*Task*
In the entries below, find the line with "# Glob patterns" and the line with "# accepts explicit-postfix.". Return those two lines and all lines between them, exactly.

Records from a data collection
····················
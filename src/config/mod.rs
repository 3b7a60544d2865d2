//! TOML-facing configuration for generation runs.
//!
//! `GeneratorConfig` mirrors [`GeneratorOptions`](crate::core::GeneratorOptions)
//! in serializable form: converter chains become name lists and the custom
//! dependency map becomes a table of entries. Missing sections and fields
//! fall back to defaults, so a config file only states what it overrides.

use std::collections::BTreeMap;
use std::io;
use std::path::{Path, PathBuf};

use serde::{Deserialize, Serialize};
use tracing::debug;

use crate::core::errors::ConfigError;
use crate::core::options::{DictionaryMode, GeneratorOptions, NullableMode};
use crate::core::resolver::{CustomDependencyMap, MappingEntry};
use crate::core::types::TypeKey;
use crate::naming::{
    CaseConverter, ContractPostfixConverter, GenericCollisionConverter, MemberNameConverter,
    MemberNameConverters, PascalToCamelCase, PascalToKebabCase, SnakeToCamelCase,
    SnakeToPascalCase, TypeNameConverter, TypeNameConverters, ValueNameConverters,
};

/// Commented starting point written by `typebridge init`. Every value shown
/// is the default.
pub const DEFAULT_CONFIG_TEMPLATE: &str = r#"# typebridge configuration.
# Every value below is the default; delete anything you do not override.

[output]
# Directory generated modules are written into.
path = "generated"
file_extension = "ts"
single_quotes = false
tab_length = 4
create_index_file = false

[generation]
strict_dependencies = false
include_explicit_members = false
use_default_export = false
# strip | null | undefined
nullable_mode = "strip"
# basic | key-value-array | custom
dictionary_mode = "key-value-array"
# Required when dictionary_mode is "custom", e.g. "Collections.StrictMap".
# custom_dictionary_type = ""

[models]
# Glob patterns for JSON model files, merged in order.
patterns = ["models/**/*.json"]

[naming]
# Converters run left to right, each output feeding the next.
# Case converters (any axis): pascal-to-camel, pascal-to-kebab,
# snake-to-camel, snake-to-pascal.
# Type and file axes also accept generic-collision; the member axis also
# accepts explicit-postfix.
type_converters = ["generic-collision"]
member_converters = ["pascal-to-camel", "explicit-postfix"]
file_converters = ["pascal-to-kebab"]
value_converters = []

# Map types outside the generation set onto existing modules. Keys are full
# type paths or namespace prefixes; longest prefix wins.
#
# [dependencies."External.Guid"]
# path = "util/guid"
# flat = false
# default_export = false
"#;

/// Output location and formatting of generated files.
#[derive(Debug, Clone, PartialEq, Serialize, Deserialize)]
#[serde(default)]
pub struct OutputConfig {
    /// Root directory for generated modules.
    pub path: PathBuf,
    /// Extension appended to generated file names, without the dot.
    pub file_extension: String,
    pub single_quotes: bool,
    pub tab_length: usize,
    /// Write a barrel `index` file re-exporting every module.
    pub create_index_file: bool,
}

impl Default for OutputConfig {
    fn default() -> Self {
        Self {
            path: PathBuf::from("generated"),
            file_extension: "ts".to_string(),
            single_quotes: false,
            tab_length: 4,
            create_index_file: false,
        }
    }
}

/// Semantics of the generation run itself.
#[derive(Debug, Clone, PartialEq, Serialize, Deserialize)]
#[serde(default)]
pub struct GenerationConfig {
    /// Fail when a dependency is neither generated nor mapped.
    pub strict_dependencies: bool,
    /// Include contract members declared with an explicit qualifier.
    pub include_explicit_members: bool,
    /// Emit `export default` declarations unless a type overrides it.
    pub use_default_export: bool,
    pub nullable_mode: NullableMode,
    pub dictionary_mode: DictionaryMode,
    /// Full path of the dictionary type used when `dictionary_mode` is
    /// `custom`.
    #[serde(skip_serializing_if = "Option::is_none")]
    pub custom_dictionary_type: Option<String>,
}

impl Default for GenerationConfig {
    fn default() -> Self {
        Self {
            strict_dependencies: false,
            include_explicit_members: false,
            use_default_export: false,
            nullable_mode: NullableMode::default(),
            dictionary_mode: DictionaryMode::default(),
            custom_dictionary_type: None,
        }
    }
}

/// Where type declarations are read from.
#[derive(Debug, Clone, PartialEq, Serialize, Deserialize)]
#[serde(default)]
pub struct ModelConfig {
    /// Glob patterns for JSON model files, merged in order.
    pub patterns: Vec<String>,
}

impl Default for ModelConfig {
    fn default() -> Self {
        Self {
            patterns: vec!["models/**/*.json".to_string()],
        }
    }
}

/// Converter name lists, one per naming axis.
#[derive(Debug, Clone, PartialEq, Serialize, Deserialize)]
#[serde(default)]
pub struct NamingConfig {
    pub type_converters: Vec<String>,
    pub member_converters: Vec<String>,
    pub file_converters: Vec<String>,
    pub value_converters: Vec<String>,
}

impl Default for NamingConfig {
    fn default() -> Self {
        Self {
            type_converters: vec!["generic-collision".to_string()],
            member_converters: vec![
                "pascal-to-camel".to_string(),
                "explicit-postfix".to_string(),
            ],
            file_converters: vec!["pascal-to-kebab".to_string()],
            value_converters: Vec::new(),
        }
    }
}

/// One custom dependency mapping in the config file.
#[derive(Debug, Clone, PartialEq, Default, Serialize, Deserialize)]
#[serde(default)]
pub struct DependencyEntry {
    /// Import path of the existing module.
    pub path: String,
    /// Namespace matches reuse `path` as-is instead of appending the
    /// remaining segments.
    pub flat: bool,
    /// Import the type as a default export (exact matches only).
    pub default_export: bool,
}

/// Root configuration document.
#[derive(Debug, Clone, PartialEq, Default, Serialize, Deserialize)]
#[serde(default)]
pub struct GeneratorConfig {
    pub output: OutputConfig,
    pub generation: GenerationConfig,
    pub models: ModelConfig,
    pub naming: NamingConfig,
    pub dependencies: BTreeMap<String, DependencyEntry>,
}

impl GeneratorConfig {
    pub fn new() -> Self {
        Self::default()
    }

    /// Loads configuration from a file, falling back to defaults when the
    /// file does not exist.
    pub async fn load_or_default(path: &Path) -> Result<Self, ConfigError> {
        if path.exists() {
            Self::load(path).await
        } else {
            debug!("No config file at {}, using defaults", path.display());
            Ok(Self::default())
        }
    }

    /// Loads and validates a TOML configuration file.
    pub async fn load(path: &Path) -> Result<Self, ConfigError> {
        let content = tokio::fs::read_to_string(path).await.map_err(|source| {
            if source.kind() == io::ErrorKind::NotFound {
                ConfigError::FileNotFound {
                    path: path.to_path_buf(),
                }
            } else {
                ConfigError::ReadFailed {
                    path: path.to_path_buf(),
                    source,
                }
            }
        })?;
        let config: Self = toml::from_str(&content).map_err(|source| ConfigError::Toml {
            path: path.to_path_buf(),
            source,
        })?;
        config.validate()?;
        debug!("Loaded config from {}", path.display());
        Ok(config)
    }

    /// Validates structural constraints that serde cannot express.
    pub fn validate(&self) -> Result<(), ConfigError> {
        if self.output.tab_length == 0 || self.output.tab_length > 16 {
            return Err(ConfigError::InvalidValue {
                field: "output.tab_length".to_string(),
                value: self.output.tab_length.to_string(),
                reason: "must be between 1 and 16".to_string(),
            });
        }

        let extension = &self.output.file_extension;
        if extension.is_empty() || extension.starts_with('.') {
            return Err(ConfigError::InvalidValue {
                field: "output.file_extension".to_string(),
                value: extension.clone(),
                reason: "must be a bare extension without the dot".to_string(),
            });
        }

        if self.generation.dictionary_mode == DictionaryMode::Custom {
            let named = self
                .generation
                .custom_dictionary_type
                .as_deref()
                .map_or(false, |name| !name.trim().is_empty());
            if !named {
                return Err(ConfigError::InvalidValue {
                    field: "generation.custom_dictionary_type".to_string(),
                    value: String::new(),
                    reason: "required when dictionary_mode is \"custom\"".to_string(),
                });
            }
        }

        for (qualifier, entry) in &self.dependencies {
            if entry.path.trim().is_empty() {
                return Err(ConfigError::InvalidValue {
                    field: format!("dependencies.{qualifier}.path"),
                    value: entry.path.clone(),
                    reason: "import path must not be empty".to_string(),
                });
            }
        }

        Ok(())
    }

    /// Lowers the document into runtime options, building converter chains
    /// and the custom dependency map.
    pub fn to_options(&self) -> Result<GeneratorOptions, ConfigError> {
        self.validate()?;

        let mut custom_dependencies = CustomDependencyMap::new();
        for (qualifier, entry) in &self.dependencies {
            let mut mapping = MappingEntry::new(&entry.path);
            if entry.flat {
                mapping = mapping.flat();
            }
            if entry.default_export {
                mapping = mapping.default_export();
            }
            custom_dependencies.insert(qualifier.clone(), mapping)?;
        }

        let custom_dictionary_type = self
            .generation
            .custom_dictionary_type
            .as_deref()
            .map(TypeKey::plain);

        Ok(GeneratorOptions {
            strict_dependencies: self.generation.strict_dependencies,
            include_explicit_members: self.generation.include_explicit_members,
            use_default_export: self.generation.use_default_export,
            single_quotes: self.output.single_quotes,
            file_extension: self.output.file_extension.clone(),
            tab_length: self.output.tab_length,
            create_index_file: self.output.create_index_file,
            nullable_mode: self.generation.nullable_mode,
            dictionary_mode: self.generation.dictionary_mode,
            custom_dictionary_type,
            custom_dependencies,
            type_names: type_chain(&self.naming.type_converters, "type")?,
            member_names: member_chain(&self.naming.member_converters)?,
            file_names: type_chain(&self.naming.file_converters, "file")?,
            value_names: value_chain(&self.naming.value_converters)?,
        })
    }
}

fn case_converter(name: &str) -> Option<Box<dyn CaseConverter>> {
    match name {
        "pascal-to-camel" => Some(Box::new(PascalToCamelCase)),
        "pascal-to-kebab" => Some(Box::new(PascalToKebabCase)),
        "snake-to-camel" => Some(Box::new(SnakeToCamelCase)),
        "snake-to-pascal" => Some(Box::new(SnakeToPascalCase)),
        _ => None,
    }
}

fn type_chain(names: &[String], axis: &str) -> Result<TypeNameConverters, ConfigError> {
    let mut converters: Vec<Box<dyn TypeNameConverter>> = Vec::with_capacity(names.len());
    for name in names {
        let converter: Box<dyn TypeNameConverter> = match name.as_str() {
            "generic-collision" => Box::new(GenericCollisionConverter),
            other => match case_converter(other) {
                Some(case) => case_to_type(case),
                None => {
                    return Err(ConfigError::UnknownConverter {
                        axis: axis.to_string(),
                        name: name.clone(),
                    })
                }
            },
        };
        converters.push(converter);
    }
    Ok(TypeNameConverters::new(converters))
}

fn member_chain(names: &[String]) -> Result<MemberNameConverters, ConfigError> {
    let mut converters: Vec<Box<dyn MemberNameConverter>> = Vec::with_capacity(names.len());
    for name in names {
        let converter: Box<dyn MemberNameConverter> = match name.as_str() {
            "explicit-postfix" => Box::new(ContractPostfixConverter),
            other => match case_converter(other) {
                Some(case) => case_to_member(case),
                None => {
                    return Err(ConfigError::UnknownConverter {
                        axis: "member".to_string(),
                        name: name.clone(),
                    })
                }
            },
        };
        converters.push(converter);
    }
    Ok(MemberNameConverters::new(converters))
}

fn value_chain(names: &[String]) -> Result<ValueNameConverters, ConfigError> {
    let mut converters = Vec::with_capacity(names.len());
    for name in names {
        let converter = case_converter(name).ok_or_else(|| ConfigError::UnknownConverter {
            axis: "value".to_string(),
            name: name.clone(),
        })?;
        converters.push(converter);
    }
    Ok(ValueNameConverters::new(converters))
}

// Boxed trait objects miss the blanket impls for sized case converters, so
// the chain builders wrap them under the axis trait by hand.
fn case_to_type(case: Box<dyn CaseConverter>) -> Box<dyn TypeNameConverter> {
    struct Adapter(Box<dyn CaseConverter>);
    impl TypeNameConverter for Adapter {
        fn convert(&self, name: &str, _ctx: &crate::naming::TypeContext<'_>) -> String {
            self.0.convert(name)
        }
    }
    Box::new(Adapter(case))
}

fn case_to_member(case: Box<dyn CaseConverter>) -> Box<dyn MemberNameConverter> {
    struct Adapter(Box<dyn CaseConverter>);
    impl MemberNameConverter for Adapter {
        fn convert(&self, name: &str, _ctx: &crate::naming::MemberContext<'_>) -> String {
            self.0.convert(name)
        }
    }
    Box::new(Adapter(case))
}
····················
*Expected answer*
# Glob patterns for JSON model files, merged in order.
patterns = ["models/**/*.json"]

[naming]
# Converters run left to right, each output feeding the next.
# Case converters (any axis): pascal-to-camel, pascal-to-kebab,
# snake-to-camel, snake-to-pascal.
# Type and file axes also accept generic-collision; the member axis also
# accepts explicit-postfix.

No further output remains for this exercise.